POPL 2026
Sun 11 - Sat 17 January 2026 Rennes, France

Static program verification tools are essential for ensuring software correctness and reliability without executing the code. However, their effectiveness relies heavily on precise configuration, which must be tailored to specific project requirements, coding standards, and quality objectives. Selecting appropriate configurations is challenging due to the unique properties of each codebase and the need for an in-depth understanding of the analysis techniques. Current methods often default to standard settings or rely on random exploration, leading to sub-optimal results. In this paper, we introduce ConfigTuneX, a novel rule-based machine learning approach that optimizes configuration settings in static program verification tools through composite FOLD-SE rules.
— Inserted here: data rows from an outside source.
// Copyright 2025-Present Datadog, Inc. https://www.datadoghq.com/
// SPDX-License-Identifier: Apache-2.0

use crate::counter::EntryIdCounter;
use crate::entries::{BytesEntry, EntryType, LogEntry, StandardEntry, MAX_VARIABLE_LENGTH_ENTRY};
use crate::sink::SinkBuffer;
use parking_lot::RwLock;
use std::sync::Arc;

#[derive(Debug, thiserror::Error)]
pub enum LoggerError {
    #[error("Payload of {0} bytes exceeds the {MAX_VARIABLE_LENGTH_ENTRY} byte entry limit")]
    PayloadTooLarge(usize),
}

/// Assigns ids to trace entries and fans each one out to a set of sinks.
///
/// Clones share the same sink set and id sequence. Writers of different
/// entries do not block each other; registering or removing a sink is
/// exclusive with all writes, so a sink never sees a torn view of the set.
#[derive(Clone)]
pub struct MultiBufferLogger {
    inner: Arc<LoggerInner>,
}

struct LoggerInner {
    counter: EntryIdCounter,
    sinks: RwLock<Vec<Arc<dyn SinkBuffer>>>,
}

impl MultiBufferLogger {
    /// A logger drawing ids from the process-wide counter, so its entries
    /// stay orderable against every other default-constructed logger.
    pub fn new() -> Self {
        Self::with_counter(EntryIdCounter::global())
    }

    /// A logger drawing ids from `counter` instead of the process-wide one.
    pub fn with_counter(counter: EntryIdCounter) -> Self {
        Self {
            inner: Arc::new(LoggerInner {
                counter,
                sinks: RwLock::new(Vec::new()),
            }),
        }
    }

    /// Registers `sink` to receive every subsequent entry.
    pub fn add_buffer(&self, sink: Arc<dyn SinkBuffer>) {
        self.inner.sinks.write().push(sink);
    }

    /// Unregisters `sink`. Identity is by allocation, not value, so the caller
    /// must pass a clone of the Arc it registered.
    pub fn remove_buffer(&self, sink: &Arc<dyn SinkBuffer>) {
        self.inner
            .sinks
            .write()
            .retain(|registered| !Arc::ptr_eq(registered, sink));
    }

    /// Stamps `entry` with the next id, delivers it to every registered sink
    /// and returns the assigned id.
    pub fn write(&self, mut entry: StandardEntry) -> i32 {
        let id = self.inner.counter.next_id();
        entry.id = id;
        self.fan_out(&LogEntry::Standard(entry));
        id
    }

    /// Writes a variable-length payload of at most
    /// [`MAX_VARIABLE_LENGTH_ENTRY`] bytes and returns the assigned id.
    ///
    /// An oversized payload consumes no id and reaches no sink.
    pub fn write_bytes(
        &self,
        entry_type: EntryType,
        matchid: i32,
        payload: &[u8],
    ) -> Result<i32, LoggerError> {
        if payload.len() > MAX_VARIABLE_LENGTH_ENTRY {
            return Err(LoggerError::PayloadTooLarge(payload.len()));
        }
        let id = self.inner.counter.next_id();
        self.fan_out(&LogEntry::Bytes(BytesEntry {
            id,
            entry_type,
            matchid,
            payload: payload.to_vec(),
        }));
        Ok(id)
    }

    /// Writes one [`EntryType::StackFrame`] entry per frame, each chained to
    /// the previous via `matchid`, and returns the id of the first entry.
    ///
    /// An empty `frames` writes nothing and returns 0.
    pub fn write_stack_frames(&self, tid: i32, timestamp: i64, frames: &[u64]) -> i32 {
        let mut first_id = 0;
        let mut previous_id = 0;
        for frame in frames {
            let id = self.write(StandardEntry {
                entry_type: EntryType::StackFrame,
                timestamp,
                tid,
                matchid: previous_id,
                extra: *frame as i64,
                ..Default::default()
            });
            if first_id == 0 {
                first_id = id;
            }
            previous_id = id;
        }
        first_id
    }

    fn fan_out(&self, entry: &LogEntry) {
        for sink in self.inner.sinks.read().iter() {
            sink.write(entry);
        }
    }
}

impl Default for MultiBufferLogger {
    fn default() -> Self {
        Self::new()
    }
}

#[cfg(test)]
mod tests {
    use super::*;
    use crate::sink::MemorySink;

    fn isolated_logger() -> (MultiBufferLogger, Arc<MemorySink>) {
        let logger = MultiBufferLogger::with_counter(EntryIdCounter::new());
        let sink = Arc::new(MemorySink::new());
        logger.add_buffer(sink.clone());
        (logger, sink)
    }

    fn annotation(extra: i64) -> StandardEntry {
        StandardEntry {
            entry_type: EntryType::TraceAnnotation,
            timestamp: 100,
            tid: 7,
            extra,
            ..Default::default()
        }
    }

    #[test]
    fn test_write_assigns_increasing_ids() {
        let (logger, sink) = isolated_logger();
        assert_eq!(logger.write(annotation(0)), 1);
        assert_eq!(logger.write(annotation(1)), 2);
        assert_eq!(logger.write(annotation(2)), 3);
        let ids: Vec<_> = sink.entries().iter().map(LogEntry::id).collect();
        assert_eq!(ids, vec![1, 2, 3]);
    }

    #[test]
    fn test_every_sink_receives_every_entry() {
        let (logger, first) = isolated_logger();
        let second = Arc::new(MemorySink::new());
        logger.add_buffer(second.clone());
        logger.write(annotation(5));
        assert_eq!(first.entries(), second.entries());
        assert_eq!(first.len(), 1);
    }

    #[test]
    fn test_removed_sink_stops_receiving() {
        let (logger, kept) = isolated_logger();
        let removed = Arc::new(MemorySink::new());
        logger.add_buffer(removed.clone());
        logger.write(annotation(0));

        let handle: Arc<dyn SinkBuffer> = removed.clone();
        logger.remove_buffer(&handle);
        logger.write(annotation(1));

        assert_eq!(removed.len(), 1);
        assert_eq!(kept.len(), 2);
    }

    #[test]
    fn test_write_bytes_rejects_oversized_payload() {
        let (logger, sink) = isolated_logger();
        let oversized = vec![0u8; MAX_VARIABLE_LENGTH_ENTRY + 1];
        assert!(matches!(
            logger.write_bytes(EntryType::StringKey, 0, &oversized),
            Err(LoggerError::PayloadTooLarge(len)) if len == oversized.len()
        ));
        assert!(sink.is_empty());
        // The failed write consumed no id.
        assert_eq!(logger.write(annotation(0)), 1);
    }

    #[test]
    fn test_write_bytes_accepts_payload_at_the_limit() {
        let (logger, sink) = isolated_logger();
        let payload = vec![0xABu8; MAX_VARIABLE_LENGTH_ENTRY];
        let id = logger.write_bytes(EntryType::StringValue, 9, &payload).unwrap();
        assert_eq!(id, 1);
        match &sink.entries()[0] {
            LogEntry::Bytes(entry) => {
                assert_eq!(entry.id, 1);
                assert_eq!(entry.matchid, 9);
                assert_eq!(entry.payload, payload);
            }
            other => panic!("expected a bytes entry, got {other:?}"),
        }
    }

    #[test]
    fn test_write_stack_frames_chains_matchids() {
        let (logger, sink) = isolated_logger();
        let frames = [0x1000u64, 0x2000, 0x3000];
        let first_id = logger.write_stack_frames(42, 99, &frames);
        assert_eq!(first_id, 1);

        let entries = sink.entries_of_type(EntryType::StackFrame);
        assert_eq!(entries.len(), 3);
        let mut previous_id = 0;
        for (entry, frame) in entries.iter().zip(frames) {
            match entry {
                LogEntry::Standard(entry) => {
                    assert_eq!(entry.matchid, previous_id);
                    assert_eq!(entry.extra, frame as i64);
                    assert_eq!(entry.tid, 42);
                    assert_eq!(entry.timestamp, 99);
                    previous_id = entry.id;
                }
                other => panic!("expected a standard entry, got {other:?}"),
            }
        }
    }

    #[test]
    fn test_empty_stack_writes_nothing() {
        let (logger, sink) = isolated_logger();
        assert_eq!(logger.write_stack_frames(42, 99, &[]), 0);
        assert!(sink.is_empty());
    }

    #[test]
    fn test_loggers_sharing_a_counter_never_reuse_ids() {
        let counter = EntryIdCounter::new();
        let a = MultiBufferLogger::with_counter(counter.clone());
        let b = MultiBufferLogger::with_counter(counter);
        let mut ids = vec![a.write(annotation(0)), b.write(annotation(1)), a.write(annotation(2))];
        ids.sort_unstable();
        assert_eq!(ids, vec![1, 2, 3]);
    }

    #[test]
    #[cfg_attr(miri, ignore)]
    fn test_concurrent_writers_get_unique_ids() {
        let (logger, sink) = isolated_logger();
        let handles: Vec<_> = (0..8)
            .map(|_| {
                let logger = logger.clone();
                std::thread::spawn(move || {
                    for i in 0..100 {
                        logger.write(annotation(i));
                    }
                })
            })
            .collect();
        for handle in handles {
            handle.join().unwrap();
        }
        let mut ids: Vec<_> = sink.entries().iter().map(LogEntry::id).collect();
        ids.sort_unstable();
        ids.dedup();
        assert_eq!(ids.len(), 800);
    }
}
These rules simultaneously address two critical challenges: (1) reducing inconclusive outcomes by distinguishing unresolved cases from resolved outcomes, and (2) improving verification accuracy by separating correct outcomes from incorrect ones. The extracted rules are transformed into stratified answer set program (ASP) compatible with the s(CASP) solver, which systematically generates counterfactual configurations to avoid undesired outcomes. This targeted reasoning narrows the search space to the most promising configurations, reducing computational overhead while enhancing both interpretability and effectiveness. Experimental results show that ConfigTuneX with composite FOLD-SE rules consistently outperforms the state-of-the-art baseline across all verification tools. On Jayhorn, CBMC, and Symbiotic, ConfigTuneX improves success rates by 76.34%, 10.73%, and 3.17%, respectively, and achieves a 76.4% success rate on JBMC where the baseline fails completely. ConfigTuneX also reduces runtime by 76.42%, 14.66%, and 48.83% on Jayhorn, CBMC, and Symbiotic, while JBMC shows a 73.69% increase due to the additional computation required for newly verified cases.